It is not necessary to inquire here into the causes which have produced this state of society. Some persons may be disposed to consider it as the result of hyper-civilization. We think that it is explained by the intense competition consequent on a rapidly increasing and condensed population, together with a multiplication of the objects of desire through the progress of luxury and artificial refinement,--and added to this, the wide, equal, and rapid diffusion of knowledge, by which the physical energies of each individual are multiplied. But, whatever be the cause, it becomes an important consideration, what have been and are likely to be the effects, as regards the most vital and momentous interests of the community.

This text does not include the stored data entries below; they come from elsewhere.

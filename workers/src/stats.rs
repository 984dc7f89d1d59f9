//! Per-worker performance counters.
//!
//! Only the owning worker writes; readers get a snapshot copy.

use std::collections::VecDeque;

use chrono::{DateTime, Utc};
use parking_lot::Mutex;
use serde::{Deserialize, Serialize};

/// Bounded history size for recent task summaries.
const HISTORY_CAPACITY: usize = 100;

/// Summary of one executed task, kept in the ring buffer.
#[derive(Debug, Clone, Serialize, Deserialize)]
pub struct TaskSummary {
    pub succeeded: bool,
    pub processing_time_s: f64,
    pub confidence: f64,
    pub finished_at: DateTime<Utc>,
}

/// Snapshot of a worker's counters.
#[derive(Debug, Clone, Default, Serialize, Deserialize)]
pub struct WorkerStats {
    pub total_tasks: u64,
    pub successful_tasks: u64,
    pub failed_tasks: u64,
    pub average_processing_time_s: f64,
    pub average_confidence: f64,
}

impl WorkerStats {
    pub fn success_rate(&self) -> f64 {
        if self.total_tasks == 0 {
            return 1.0;
        }
        self.successful_tasks as f64 / self.total_tasks as f64
    }
}

#[derive(Debug, Default)]
struct TrackerState {
    stats: WorkerStats,
    history: VecDeque<TaskSummary>,
}

/// Mutex-guarded counters with rolling averages and a bounded ring buffer
/// of recent task summaries.
#[derive(Debug, Default)]
pub struct WorkerTracker {
    state: Mutex<TrackerState>,
}

impl WorkerTracker {
    pub fn new() -> Self {
        Self::default()
    }

    pub fn record_success(&self, processing_time_s: f64, confidence: f64) {
        let mut state = self.state.lock();
        state.stats.total_tasks += 1;
        state.stats.successful_tasks += 1;
        let n = state.stats.total_tasks as f64;
        state.stats.average_processing_time_s +=
            (processing_time_s - state.stats.average_processing_time_s) / n;
        let successes = state.stats.successful_tasks as f64;
        state.stats.average_confidence +=
            (confidence - state.stats.average_confidence) / successes;
        Self::push_summary(&mut state, TaskSummary {
            succeeded: true,
            processing_time_s,
            confidence,
            finished_at: Utc::now(),
        });
    }

    pub fn record_failure(&self, processing_time_s: f64) {
        let mut state = self.state.lock();
        state.stats.total_tasks += 1;
        state.stats.failed_tasks += 1;
        let n = state.stats.total_tasks as f64;
        state.stats.average_processing_time_s +=
            (processing_time_s - state.stats.average_processing_time_s) / n;
        Self::push_summary(&mut state, TaskSummary {
            succeeded: false,
            processing_time_s,
            confidence: 0.0,
            finished_at: Utc::now(),
        });
    }

    fn push_summary(state: &mut TrackerState, summary: TaskSummary) {
        if state.history.len() == HISTORY_CAPACITY {
            state.history.pop_front();
        }
        state.history.push_back(summary);
    }

    pub fn snapshot(&self) -> WorkerStats {
        self.state.lock().stats.clone()
    }

    pub fn recent(&self, limit: usize) -> Vec<TaskSummary> {
        let state = self.state.lock();
        state.history.iter().rev().take(limit).cloned().collect()
    }

    /// Success rate over the ring buffer (1.0 when empty).
    pub fn recent_success_rate(&self) -> f64 {
        let state = self.state.lock();
        if state.history.is_empty() {
            return 1.0;
        }
        let ok = state.history.iter().filter(|s| s.succeeded).count();
        ok as f64 / state.history.len() as f64
    }
}

#[cfg(test)]
mod tests {
    use super::*;

    #[test]
    fn averages_roll_correctly() {
        let tracker = WorkerTracker::new();
        tracker.record_success(2.0, 0.8);
        tracker.record_success(4.0, 0.6);
        let stats = tracker.snapshot();
        assert_eq!(stats.total_tasks, 2);
        assert!((stats.average_processing_time_s - 3.0).abs() < 1e-9);
        assert!((stats.average_confidence - 0.7).abs() < 1e-9);
    }

    #[test]
    fn failures_do_not_drag_confidence() {
        let tracker = WorkerTracker::new();
        tracker.record_success(1.0, 0.9);
        tracker.record_failure(1.0);
        let stats = tracker.snapshot();
        assert_eq!(stats.failed_tasks, 1);
        assert!((stats.average_confidence - 0.9).abs() < 1e-9);
        assert!((stats.success_rate() - 0.5).abs() < 1e-9);
    }

    #[test]
    fn history_is_bounded() {
        let tracker = WorkerTracker::new();
        for _ in 0..150 {
            tracker.record_success(1.0, 0.5);
        }
        assert_eq!(tracker.recent(usize::MAX).len(), HISTORY_CAPACITY);
    }
}
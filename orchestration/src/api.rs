//! JSON submission surface.
//!
//! The transport itself lives outside this workspace; these are the
//! JSON-shaped types callers exchange with it.

use scriptorium_contracts::{
    PermissionLevel, Request, RequestOptions, TaskKind, TaskStatus, WorkflowId,
};
use scriptorium_guardrails::GuardrailReports;
use serde::{Deserialize, Serialize};

use crate::orchestrator::WorkflowResult;
use crate::workflow::WorkflowFailure;

/// An incoming submission.
#[derive(Debug, Clone, Serialize, Deserialize)]
pub struct SubmissionRequest {
    pub task_kind: TaskKind,
    pub content: String,
    #[serde(default)]
    pub context: Option<String>,
    #[serde(default)]
    pub user_preferences: Option<RequestOptions>,
    #[serde(default)]
    pub project_id: Option<String>,
    #[serde(default)]
    pub document_id: Option<String>,
    /// Top-level permission grant; wins over the one in preferences.
    #[serde(default)]
    pub permission_level: Option<PermissionLevel>,
    #[serde(default)]
    pub user_id: Option<String>,
}

impl SubmissionRequest {
    pub fn into_request(self) -> Request {
        let mut options = self.user_preferences.unwrap_or_default();
        if self.permission_level.is_some() {
            options.permission_level = self.permission_level;
        }
        Request {
            task_kind: self.task_kind,
            content: self.content,
            context: self.context,
            options,
            project_id: self.project_id,
            document_id: self.document_id,
            user_id: self.user_id,
        }
    }
}

/// Terminal response for a workflow: exactly one of completed, failed, or
/// cancelled.
#[derive(Debug, Clone, Serialize, Deserialize)]
#[serde(tag = "status", rename_all = "snake_case")]
pub enum WorkflowOutcome {
    Completed {
        workflow_id: WorkflowId,
        content: String,
        reports: Box<GuardrailReports>,
        accepted: bool,
    },
    Failed {
        workflow_id: WorkflowId,
        error: WorkflowFailure,
        /// Whatever partial guardrail data exists.
        reports: Option<Box<GuardrailReports>>,
    },
    Cancelled {
        workflow_id: WorkflowId,
    },
}

impl WorkflowOutcome {
    pub fn from_result(result: &WorkflowResult) -> Self {
        match (result.status, result.reports.clone()) {
            (TaskStatus::Completed, Some(reports)) => Self::Completed {
                workflow_id: result.workflow_id,
                content: result.final_content.clone().unwrap_or_default(),
                accepted: reports.accepted,
                reports: Box::new(reports),
            },
            (TaskStatus::Cancelled, _) => Self::Cancelled { workflow_id: result.workflow_id },
            (_, reports) => Self::Failed {
                workflow_id: result.workflow_id,
                error: result.failure.clone().unwrap_or(WorkflowFailure {
                    kind: scriptorium_contracts::ErrorKind::BackendFailure,
                    message: "workflow failed".to_string(),
                    failing_task_id: None,
                    evidence: Vec::new(),
                }),
                reports: reports.map(Box::new),
            },
        }
    }
}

In the first place, it is sufficiently obvious, that the religion of a people so circumstanced, must be of a very different character from that of a community in a more inert state, and in which the pulse of intelligence beats slower. We speak not, of course, of the matter of belief, the credenda of the acknowledged or established faith, but of the living religion as embodied in the sentiments and conduct of the people at large. A religion of grave formalities, of decent routine, of implicit credence and hereditary conformity, is not suited to the wear and tear of such stirring times. And again, a religion of casuistry and scholastic technicality, a polemical or recondite or mystic religion, cannot at such a time, if ever, be the religion of the many. The religion of the present day, to suit the times, must be a real business. As seasons of persecution winnow the Church, by detecting the hypocrite and separating the true from the false professor, so, it seems to us, the state of society in which we live is adapted to winnow theology, and to separate the chaff of man's wisdom from the heavenly grain. Creeds, symbols, and articles of faith no longer possess any authority: they are regarded as the leadingstrings of intellectual childhood. They cannot, in the nature of things, possess the authority of evidence, the only authority upon which truth can now be safely based. The religion of the Bible is the only religion that will stand the crucible; and it is a gratifying circumstance, that never was there so general a disposition, among all classes of professed Christians, to defer to its authority, and to abide by its decisions. The Bible Society is, in this respect, admirably timed: it meets the spirit and specific wants of the day. We recognize the Divine wisdom in the peculiar adaptation of this great institution to the present state of the Church. Whatever Church is in danger, God be praised, the Bible is not in danger. This great bulwark of our national faith will defy all assaults of infidelity, whatever may become of the bastions and outworks which have been thrown up by human hands. And the religion which the Bible teaches and produces, must be safe.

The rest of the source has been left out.